BEGIN Records shown
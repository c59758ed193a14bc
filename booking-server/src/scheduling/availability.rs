//! Per-date availability index.
//!
//! Built once per request from the day's snapshot (business info,
//! schedulable operators, shift rows, occupancy rows localised to
//! minutes) and treated as immutable for the whole scan.

use std::collections::HashMap;

use shared::models::{AppointmentKind, BusinessInfo, Operator, OperatorShift};

use super::interval::{self, Interval};
use crate::utils::time::parse_hhmm_or;

/// Why an operator cannot take an interval. Diagnostic only; callers
/// need the yes/no answer for correctness.
#[derive(Debug, Clone, Copy, PartialEq, Eq)]
pub enum BusyReason {
    /// Interval does not fit inside any working interval
    OutOfShift,
    /// Overlaps a business-wide block
    GlobalBlock,
    /// Overlaps the operator's own block
    PersonalBlock,
    /// Overlaps an appointment already assigned to the operator
    Busy,
}

impl BusyReason {
    pub fn as_str(&self) -> &'static str {
        match self {
            BusyReason::OutOfShift => "out of shift",
            BusyReason::GlobalBlock => "global block",
            BusyReason::PersonalBlock => "personal block",
            BusyReason::Busy => "busy",
        }
    }
}

/// One occupancy row localised to minutes on the target day.
///
/// Cancelled rows must be filtered out before building the index.
#[derive(Debug, Clone, Copy)]
pub struct Occupancy {
    pub operator_id: Option<i64>,
    pub kind: AppointmentKind,
    pub interval: Interval,
}

/// Read-only availability snapshot for one date.
#[derive(Debug)]
pub struct AvailabilityIndex {
    /// Sorted non-empty working intervals per operator
    working: HashMap<i64, Vec<Interval>>,
    /// Merged cover of all working intervals; the scan never probes outside it
    scan_bounds: Vec<Interval>,
    global_blocks: Vec<Interval>,
    personal_blocks: HashMap<i64, Vec<Interval>>,
    busy: HashMap<i64, Vec<Interval>>,
    closed_day: bool,
}

impl AvailabilityIndex {
    /// Build the index for one date.
    ///
    /// `weekday` is the English weekday name of the date, matched against
    /// the business closing-day list. A closure day short-circuits to an
    /// empty index.
    pub fn build(
        weekday: &str,
        business: &BusinessInfo,
        operators: &[Operator],
        shifts: &[OperatorShift],
        occupancy: &[Occupancy],
    ) -> Self {
        if business.is_closed_on(weekday) {
            return Self {
                working: HashMap::new(),
                scan_bounds: Vec::new(),
                global_blocks: Vec::new(),
                personal_blocks: HashMap::new(),
                busy: HashMap::new(),
                closed_day: true,
            };
        }

        let active = Interval::new(
            parse_hhmm_or(&business.active_opening_time, 8 * 60),
            parse_hhmm_or(&business.active_closing_time, 20 * 60),
        );

        let mut working: HashMap<i64, Vec<Interval>> = HashMap::new();
        for op in operators {
            let mut rows: Vec<Interval> = shifts
                .iter()
                .filter(|s| s.operator_id == op.id)
                .map(|s| {
                    Interval::new(
                        parse_hhmm_or(&s.start_time, active.start),
                        parse_hhmm_or(&s.end_time, active.end),
                    )
                })
                .collect();
            // No shift rows at all: the operator works the full active window.
            // A day-off row (start == end) clips away and leaves nothing.
            if rows.is_empty() {
                rows.push(active);
            }
            let mut clipped: Vec<Interval> =
                rows.iter().filter_map(|r| r.clip(&active)).collect();
            clipped.sort();
            if !clipped.is_empty() {
                working.insert(op.id, clipped);
            }
        }

        let scan_bounds = interval::merge(working.values().flatten().copied().collect());

        let mut global_blocks = Vec::new();
        let mut personal_blocks: HashMap<i64, Vec<Interval>> = HashMap::new();
        let mut busy: HashMap<i64, Vec<Interval>> = HashMap::new();
        for row in occupancy {
            if row.interval.is_empty() {
                continue;
            }
            match (row.kind, row.operator_id) {
                (AppointmentKind::Block, None) => global_blocks.push(row.interval),
                (AppointmentKind::Block, Some(op)) => {
                    personal_blocks.entry(op).or_default().push(row.interval)
                }
                (_, Some(op)) => busy.entry(op).or_default().push(row.interval),
                // Non-block rows without an operator occupy nobody
                (_, None) => {}
            }
        }

        Self {
            working,
            scan_bounds,
            global_blocks,
            personal_blocks,
            busy,
            closed_day: false,
        }
    }

    pub fn is_closed_day(&self) -> bool {
        self.closed_day
    }

    /// Whether anyone has any working time at all.
    pub fn has_working_time(&self) -> bool {
        !self.scan_bounds.is_empty()
    }

    pub fn scan_bounds(&self) -> &[Interval] {
        &self.scan_bounds
    }

    pub fn working(&self, operator_id: i64) -> &[Interval] {
        self.working
            .get(&operator_id)
            .map(Vec::as_slice)
            .unwrap_or(&[])
    }

    /// Whether the operator can take the whole interval.
    ///
    /// The interval must fit inside a single working interval and must
    /// not overlap any block or occupied time.
    pub fn availability(&self, operator_id: i64, interval: Interval) -> Result<(), BusyReason> {
        if !self.working(operator_id).iter().any(|w| w.covers(&interval)) {
            return Err(BusyReason::OutOfShift);
        }
        if self.global_blocks.iter().any(|b| b.overlaps(&interval)) {
            return Err(BusyReason::GlobalBlock);
        }
        if self
            .personal_blocks
            .get(&operator_id)
            .is_some_and(|blocks| blocks.iter().any(|b| b.overlaps(&interval)))
        {
            return Err(BusyReason::PersonalBlock);
        }
        if self
            .busy
            .get(&operator_id)
            .is_some_and(|rows| rows.iter().any(|b| b.overlaps(&interval)))
        {
            return Err(BusyReason::Busy);
        }
        Ok(())
    }

    pub fn is_available(&self, operator_id: i64, interval: Interval) -> bool {
        self.availability(operator_id, interval).is_ok()
    }
}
END Records shown
What is needed —
Give back the entries exactly, so that each line matches the original.

Response for this exercise —
repository c59758ed193a14bc
filename booking-server/src/scheduling/availability.rs
//! Per-date availability index.
//!
//! Built once per request from the day's snapshot (business info,
//! schedulable operators, shift rows, occupancy rows localised to
//! minutes) and treated as immutable for the whole scan.

use std::collections::HashMap;

use shared::models::{AppointmentKind, BusinessInfo, Operator, OperatorShift};

use super::interval::{self, Interval};
use crate::utils::time::parse_hhmm_or;

/// Why an operator cannot take an interval. Diagnostic only; callers
/// need the yes/no answer for correctness.
#[derive(Debug, Clone, Copy, PartialEq, Eq)]
pub enum BusyReason {
    /// Interval does not fit inside any working interval
    OutOfShift,
    /// Overlaps a business-wide block
    GlobalBlock,
    /// Overlaps the operator's own block
    PersonalBlock,
    /// Overlaps an appointment already assigned to the operator
    Busy,
}

impl BusyReason {
    pub fn as_str(&self) -> &'static str {
        match self {
            BusyReason::OutOfShift => "out of shift",
            BusyReason::GlobalBlock => "global block",
            BusyReason::PersonalBlock => "personal block",
            BusyReason::Busy => "busy",
        }
    }
}

/// One occupancy row localised to minutes on the target day.
///
/// Cancelled rows must be filtered out before building the index.
#[derive(Debug, Clone, Copy)]
pub struct Occupancy {
    pub operator_id: Option<i64>,
    pub kind: AppointmentKind,
    pub interval: Interval,
}

/// Read-only availability snapshot for one date.
#[derive(Debug)]
pub struct AvailabilityIndex {
    /// Sorted non-empty working intervals per operator
    working: HashMap<i64, Vec<Interval>>,
    /// Merged cover of all working intervals; the scan never probes outside it
    scan_bounds: Vec<Interval>,
    global_blocks: Vec<Interval>,
    personal_blocks: HashMap<i64, Vec<Interval>>,
    busy: HashMap<i64, Vec<Interval>>,
    closed_day: bool,
}

impl AvailabilityIndex {
    /// Build the index for one date.
    ///
    /// `weekday` is the English weekday name of the date, matched against
    /// the business closing-day list. A closure day short-circuits to an
    /// empty index.
    pub fn build(
        weekday: &str,
        business: &BusinessInfo,
        operators: &[Operator],
        shifts: &[OperatorShift],
        occupancy: &[Occupancy],
    ) -> Self {
        if business.is_closed_on(weekday) {
            return Self {
                working: HashMap::new(),
                scan_bounds: Vec::new(),
                global_blocks: Vec::new(),
                personal_blocks: HashMap::new(),
                busy: HashMap::new(),
                closed_day: true,
            };
        }

        let active = Interval::new(
            parse_hhmm_or(&business.active_opening_time, 8 * 60),
            parse_hhmm_or(&business.active_closing_time, 20 * 60),
        );

        let mut working: HashMap<i64, Vec<Interval>> = HashMap::new();
        for op in operators {
            let mut rows: Vec<Interval> = shifts
                .iter()
                .filter(|s| s.operator_id == op.id)
                .map(|s| {
                    Interval::new(
                        parse_hhmm_or(&s.start_time, active.start),
                        parse_hhmm_or(&s.end_time, active.end),
                    )
                })
                .collect();
            // No shift rows at all: the operator works the full active window.
            // A day-off row (start == end) clips away and leaves nothing.
            if rows.is_empty() {
                rows.push(active);
            }
            let mut clipped: Vec<Interval> =
                rows.iter().filter_map(|r| r.clip(&active)).collect();
            clipped.sort();
            if !clipped.is_empty() {
                working.insert(op.id, clipped);
            }
        }

        let scan_bounds = interval::merge(working.values().flatten().copied().collect());

        let mut global_blocks = Vec::new();
        let mut personal_blocks: HashMap<i64, Vec<Interval>> = HashMap::new();
        let mut busy: HashMap<i64, Vec<Interval>> = HashMap::new();
        for row in occupancy {
            if row.interval.is_empty() {
                continue;
            }
            match (row.kind, row.operator_id) {
                (AppointmentKind::Block, None) => global_blocks.push(row.interval),
                (AppointmentKind::Block, Some(op)) => {
                    personal_blocks.entry(op).or_default().push(row.interval)
                }
                (_, Some(op)) => busy.entry(op).or_default().push(row.interval),
                // Non-block rows without an operator occupy nobody
                (_, None) => {}
            }
        }

        Self {
            working,
            scan_bounds,
            global_blocks,
            personal_blocks,
            busy,
            closed_day: false,
        }
    }

    pub fn is_closed_day(&self) -> bool {
        self.closed_day
    }

    /// Whether anyone has any working time at all.
    pub fn has_working_time(&self) -> bool {
        !self.scan_bounds.is_empty()
    }

    pub fn scan_bounds(&self) -> &[Interval] {
        &self.scan_bounds
    }

    pub fn working(&self, operator_id: i64) -> &[Interval] {
        self.working
            .get(&operator_id)
            .map(Vec::as_slice)
            .unwrap_or(&[])
    }

    /// Whether the operator can take the whole interval.
    ///
    /// The interval must fit inside a single working interval and must
    /// not overlap any block or occupied time.
    pub fn availability(&self, operator_id: i64, interval: Interval) -> Result<(), BusyReason> {
        if !self.working(operator_id).iter().any(|w| w.covers(&interval)) {
            return Err(BusyReason::OutOfShift);
        }
        if self.global_blocks.iter().any(|b| b.overlaps(&interval)) {
            return Err(BusyReason::GlobalBlock);
        }
        if self
            .personal_blocks
            .get(&operator_id)
            .is_some_and(|blocks| blocks.iter().any(|b| b.overlaps(&interval)))
        {
            return Err(BusyReason::PersonalBlock);
        }
        if self
            .busy
            .get(&operator_id)
            .is_some_and(|rows| rows.iter().any(|b| b.overlaps(&interval)))
        {
            return Err(BusyReason::Busy);
        }
        Ok(())
    }

    pub fn is_available(&self, operator_id: i64, interval: Interval) -> bool {
        self.availability(operator_id, interval).is_ok()
    }
}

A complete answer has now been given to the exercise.